Dangerous for Windows maybe? Most cracked OS X apps make you disable Gatekeeper or System Integry Protection. Game over. So yes, to me that is an invititation.
Any examples of something that requires disabling SIP in cracked version and not original? Never heard of it, sounds implausible but then I'm hardly up to speed.
Like I get swapping dylibs, but not why that'd be best done by poking around in /System rather than the binary.
Both 'appked' and 'macbed' websites have guides for disabling both Gatekeepr and SIP (now they are derivative websites because the domains keep getting banned/confiscated):
macappdownload dot com slash fix-damaged-app-message
macappdownload dot com slash how-to-disable-system-integrity-protection-in-macos
These guides are all over their websites, especially at the download stage, where there is a short list of 'download instructions' with a link to these guides.
A while back I read someone saying that these websites are owned by a Russian hacker network. Touch at your own risk.
My question was "Any examples of something that requires disabling SIP in cracked version and not original?", this (while certainly possibly relevant) is not an answer to that.

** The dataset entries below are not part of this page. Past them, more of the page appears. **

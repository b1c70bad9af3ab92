//! Middleware for logging requests and responses.

use axum::{extract::Request, http::header::CONTENT_TYPE, middleware::Next, response::Response};

const LOG_BODY_LENGTH_LIMIT: usize = 64;

/// Log the request and response for each request.
///
/// Both the request and response are logged at the `info` level.
/// If a body is longer than [LOG_BODY_LENGTH_LIMIT] bytes, it is truncated
/// and logged in full at the `debug` level. Password fields in JSON request
/// bodies are redacted before logging.
pub async fn logging_middleware(request: Request, next: Next) -> Response {
    let (parts, body_text) = extract_parts_and_body_text_from_request(request).await;

    if parts.headers.get(CONTENT_TYPE) == Some(&"application/json".parse().unwrap()) {
        let display_text = redact_password(&body_text, "password");
        log_request(&parts, &display_text);
    } else {
        log_request(&parts, &body_text);
    }

    let request = Request::from_parts(parts, body_text.into());
    let response = next.run(request).await;

    let (parts, body_text) = extract_parts_and_body_text_from_response(response).await;
    log_response(&parts, &body_text);

    Response::from_parts(parts, body_text.into())
}

fn redact_password(body_text: &str, field_name: &str) -> String {
    let mut body = match serde_json::from_str::<serde_json::Value>(body_text) {
        Ok(body) => body,
        Err(_) => return body_text.to_string(),
    };

    match body
        .as_object_mut()
        .and_then(|object| object.get_mut(field_name))
    {
        Some(password) => *password = serde_json::Value::String("********".to_owned()),
        None => return body_text.to_string(),
    }

    body.to_string()
}

async fn extract_parts_and_body_text_from_request(
    request: Request,
) -> (axum::http::request::Parts, String) {
    let (parts, body) = request.into_parts();
    let body_bytes = axum::body::to_bytes(body, usize::MAX).await.unwrap();

    (parts, String::from_utf8_lossy(&body_bytes).to_string())
}

async fn extract_parts_and_body_text_from_response(
    response: Response,
) -> (axum::http::response::Parts, String) {
    let (parts, body) = response.into_parts();
    let body_bytes = axum::body::to_bytes(body, usize::MAX).await.unwrap();

    (parts, String::from_utf8_lossy(&body_bytes).to_string())
}

fn log_request(parts: &axum::http::request::Parts, body: &str) {
    if body.len() > LOG_BODY_LENGTH_LIMIT {
        tracing::info!(
            "Received request: {parts:#?}\nbody: {:}...",
            &body[..LOG_BODY_LENGTH_LIMIT]
        );
        tracing::debug!("Full request body: {body:?}");
    } else {
        tracing::info!("Received request: {parts:#?}\nbody: {body:?}");
    }
}

fn log_response(parts: &axum::http::response::Parts, body: &str) {
    if body.len() > LOG_BODY_LENGTH_LIMIT {
        tracing::info!(
            "Sending response: {parts:#?}\nbody: {:}...",
            &body[..LOG_BODY_LENGTH_LIMIT]
        );
        tracing::debug!("Full response body: {body:?}");
    } else {
        tracing::info!("Sending response: {parts:#?}\nbody: {body:?}");
    }
}

#[cfg(test)]
mod logging_tests {
    use super::redact_password;

    #[test]
    fn redacts_password_field() {
        let body = r#"{"email":"foo@bar.baz","password":"hunter2"}"#;

        let redacted = redact_password(body, "password");

        assert!(!redacted.contains("hunter2"));
        assert!(redacted.contains("********"));
        assert!(redacted.contains("foo@bar.baz"));
    }

    #[test]
    fn leaves_bodies_without_the_field_unchanged() {
        let body = r#"{"name":"Groceries"}"#;

        assert_eq!(redact_password(body, "password"), body);
    }

    #[test]
    fn leaves_invalid_json_unchanged() {
        let body = "this is not json";

        assert_eq!(redact_password(body, "password"), body);
    }
}
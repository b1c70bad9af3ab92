//! Implements a SQLite backed store for the domain models.

use std::sync::{Arc, Mutex};

use email_address::EmailAddress;
use rusqlite::{Connection, Row, params};

use crate::{
    Error,
    db::{MapRow, get_uuid},
    models::{
        Category, CategoryId, CategoryUpdate, NewCategory, NewPriority, NewTransaction, NewUser,
        PasswordHash, Priority, PriorityId, PriorityUpdate, Spending, SpendingCategory,
        SpendingPriority, Transaction, TransactionId, TransactionUpdate, User, UserId,
    },
    pagination::Page,
    stores::{ReportRange, Store, TransactionPage},
};

const USER_COLUMNS: &str = "id, email, first_name, last_name, password";
const CATEGORY_COLUMNS: &str = "id, name, description, user_id";
const PRIORITY_COLUMNS: &str = "id, name, description, level, user_id";
const TRANSACTION_COLUMNS: &str =
    "id, title, description, amount, negative, category_id, priority_id, user_id, created_at";

/// Stores the application's domain models in a SQLite database.
///
/// The tables must be set up with [initialize](crate::initialize_db) before
/// the store is used.
#[derive(Debug, Clone)]
pub struct SQLiteStore {
    connection: Arc<Mutex<Connection>>,
}

impl SQLiteStore {
    /// Create a new store for the SQLite `connection`.
    pub fn new(connection: Arc<Mutex<Connection>>) -> Self {
        Self { connection }
    }
}
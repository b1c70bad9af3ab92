//! Defines the newtype wrappers for the UUID identifiers used by the domain
//! models.
//!
//! Using a distinct type per entity disambiguates the IDs from one another,
//! leading to better compile time errors, and more flexible generics that can
//! have distinct implementations for multiple ID types.

macro_rules! define_id {
    ($(#[$docs:meta])* $name:ident) => {
        $(#[$docs])*
        #[derive(
            Clone,
            Copy,
            Debug,
            PartialEq,
            Eq,
            PartialOrd,
            Ord,
            Hash,
            serde::Serialize,
            serde::Deserialize,
        )]
        pub struct $name(uuid::Uuid);

        impl $name {
            /// Create a new, random ID.
            pub fn new() -> Self {
                Self(uuid::Uuid::new_v4())
            }

            /// Wrap an existing UUID.
            pub const fn from_uuid(uuid: uuid::Uuid) -> Self {
                Self(uuid)
            }

            /// Parse an ID from its string form.
            ///
            /// # Errors
            /// Returns [Error::InvalidId](crate::Error::InvalidId) if `raw` is
            /// not a well-formed UUID.
            pub fn parse(raw: &str) -> Result<Self, crate::Error> {
                uuid::Uuid::parse_str(raw)
                    .map(Self)
                    .map_err(|_| crate::Error::InvalidId)
            }

            /// The underlying UUID.
            pub const fn as_uuid(&self) -> uuid::Uuid {
                self.0
            }
        }

        impl Default for $name {
            fn default() -> Self {
                Self::new()
            }
        }

        impl std::fmt::Display for $name {
            fn fmt(&self, f: &mut std::fmt::Formatter<'_>) -> std::fmt::Result {
                self.0.fmt(f)
            }
        }
    };
}

define_id!(
    /// A newtype wrapper for user IDs.
    UserId
);

define_id!(
    /// A newtype wrapper for category IDs.
    CategoryId
);

define_id!(
    /// A newtype wrapper for priority IDs.
    PriorityId
);

define_id!(
    /// A newtype wrapper for transaction IDs.
    TransactionId
);
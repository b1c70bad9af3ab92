//! This file defines the priority model and its supporting types.

use serde::{Deserialize, Serialize};

use crate::models::{PriorityId, UserId};

/// An urgency rank that transactions are filed under, e.g. "Essential".
#[derive(Debug, Clone, PartialEq, Serialize, Deserialize)]
pub struct Priority {
    /// The priority's ID in the database.
    pub id: PriorityId,
    /// The priority's display name.
    pub name: String,
    /// A free-form description of what the priority covers.
    pub description: String,
    /// The urgency rank. Higher levels are more urgent.
    pub level: i64,
    /// The ID of the user that owns the priority.
    pub user_id: UserId,
}

/// The data needed to create a new priority.
///
/// The store assigns the ID when the priority is persisted.
#[derive(Debug, Clone)]
pub struct NewPriority {
    /// The priority's display name.
    pub name: String,
    /// A free-form description of what the priority covers.
    pub description: String,
    /// The urgency rank. Higher levels are more urgent.
    pub level: i64,
    /// The ID of the user that owns the priority.
    pub user_id: UserId,
}

/// The caller-supplied fields of a priority edit.
///
/// Fields left as `None` keep their current value.
#[derive(Debug, Clone, Default, Deserialize)]
pub struct PriorityUpdate {
    /// The new display name, if any.
    pub name: Option<String>,
    /// The new description, if any.
    pub description: Option<String>,
    /// The new urgency rank, if any.
    pub level: Option<i64>,
}
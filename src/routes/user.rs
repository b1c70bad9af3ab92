//! Route handlers for sign-up, log-in and reading users.

use std::str::FromStr;

use axum::{
    Json,
    extract::{Path, State},
};
use email_address::EmailAddress;
use serde::{Deserialize, Serialize};

use crate::{
    AppState, Error,
    auth::token::issue_token,
    models::{NewUser, PasswordHash, User, UserId, ValidatedPassword},
    stores::Store,
};

/// The request body for creating a new account.
#[derive(Debug, Deserialize)]
#[serde(rename_all = "camelCase")]
pub(crate) struct SignUpData {
    /// The email address to register.
    pub email: String,
    /// The user's first name.
    pub first_name: String,
    /// The user's last name.
    pub last_name: String,
    /// The plain-text password, checked against the password policy.
    pub password: String,
}

/// The request body for logging in.
#[derive(Debug, Deserialize)]
pub(crate) struct LogInData {
    pub email: String,
    pub password: String,
}

/// A single user wrapped for JSON responses.
#[derive(Debug, Serialize, Deserialize)]
pub(crate) struct UserResponse {
    pub user: User,
}

/// A list of users wrapped for JSON responses.
#[derive(Debug, Serialize, Deserialize)]
pub(crate) struct UsersResponse {
    pub users: Vec<User>,
}

/// The response to a successful log-in.
#[derive(Debug, Serialize, Deserialize)]
pub(crate) struct LogInResponse {
    /// The bearer token to present on protected routes.
    pub token: String,
    pub user: User,
}

/// A route handler for creating a new account.
///
/// # Errors
/// Responds with 400 if the password fails the password policy, the email is
/// not well-formed, or the email is already registered, and with 500 if
/// hashing or persistence fails.
pub(crate) async fn sign_up<S>(
    State(state): State<AppState<S>>,
    Json(body): Json<SignUpData>,
) -> Result<Json<UserResponse>, Error>
where
    S: Store + Clone + Send + Sync + 'static,
{
    let password = ValidatedPassword::new(&body.password)?;
    let email = EmailAddress::from_str(&body.email).map_err(|_| Error::InvalidEmail)?;
    let password_hash = PasswordHash::new(password, PasswordHash::DEFAULT_COST)?;

    let user = state.store().sign_up(NewUser {
        email,
        first_name: body.first_name,
        last_name: body.last_name,
        password_hash,
    })?;

    Ok(Json(UserResponse { user }))
}

/// A route handler for exchanging credentials for a bearer token.
///
/// Unknown emails and wrong passwords produce the same 404 response, so the
/// endpoint cannot be used to probe which emails are registered.
pub(crate) async fn log_in<S>(
    State(state): State<AppState<S>>,
    Json(body): Json<LogInData>,
) -> Result<Json<LogInResponse>, Error>
where
    S: Store + Clone + Send + Sync + 'static,
{
    let user = state
        .store()
        .find_user(&body.email)
        .map_err(|_| Error::IncorrectCredentials)?;

    let password_is_correct = user
        .password_hash
        .verify(&body.password)
        .map_err(|error| Error::HashingError(error.to_string()))?;

    if !password_is_correct {
        return Err(Error::IncorrectCredentials);
    }

    let token = issue_token(&user.email.to_string(), state.encoding_key())?;

    Ok(Json(LogInResponse { token, user }))
}

/// A route handler for listing every user.
pub(crate) async fn user_index<S>(
    State(state): State<AppState<S>>,
) -> Result<Json<UsersResponse>, Error>
where
    S: Store + Clone + Send + Sync + 'static,
{
    let users = state.store().get_users()?;

    Ok(Json(UsersResponse { users }))
}

/// A route handler for fetching a single user by their ID.
///
/// Responds with 404 if the ID is not a well-formed UUID or no user has it.
pub(crate) async fn user_find<S>(
    State(state): State<AppState<S>>,
    Path(id): Path<String>,
) -> Result<Json<UserResponse>, Error>
where
    S: Store + Clone + Send + Sync + 'static,
{
    let id = UserId::parse(&id)?;
    let user = state.store().get_user(id)?;

    Ok(Json(UserResponse { user }))
}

To me this is an answer. I think somehow you're not understanding what I am implying.
These guides I linked to are there because when the software is being installed, it asks for these guides to be applied, to make the apps work. The modifications added to the cracked applications by the crackers take them off Apple's trusted developers list. So the only way to get some of them to work is to disable SIP and GateKeeper. This move then makes the user's computer vulnerable to all malware, because most forget to turn them back on. They also often don't know about the importance of these security features in the first place.
I am not concerned for your safety - I trust you will be safe. I am scared for the user I described above.
I hope this make it clearer.
I won't bother replying to more of your messages until you can show that you've actually tried this all out on a VM, because otherwise we just won't be talking about the same thing.
Off course gatekeeper needs to be off once something doesn't have a valid signature.
But SIP protects /System, NVRAM, kext loading and some additional stuff. Not user app signatures. Hence my question.
Even without disabling Gatekeeper and SIP it is possible to insert malicious code into the OS somewhere because of full read and write access to the home directory and what not.
You could run the application in a VM without networking capabilities.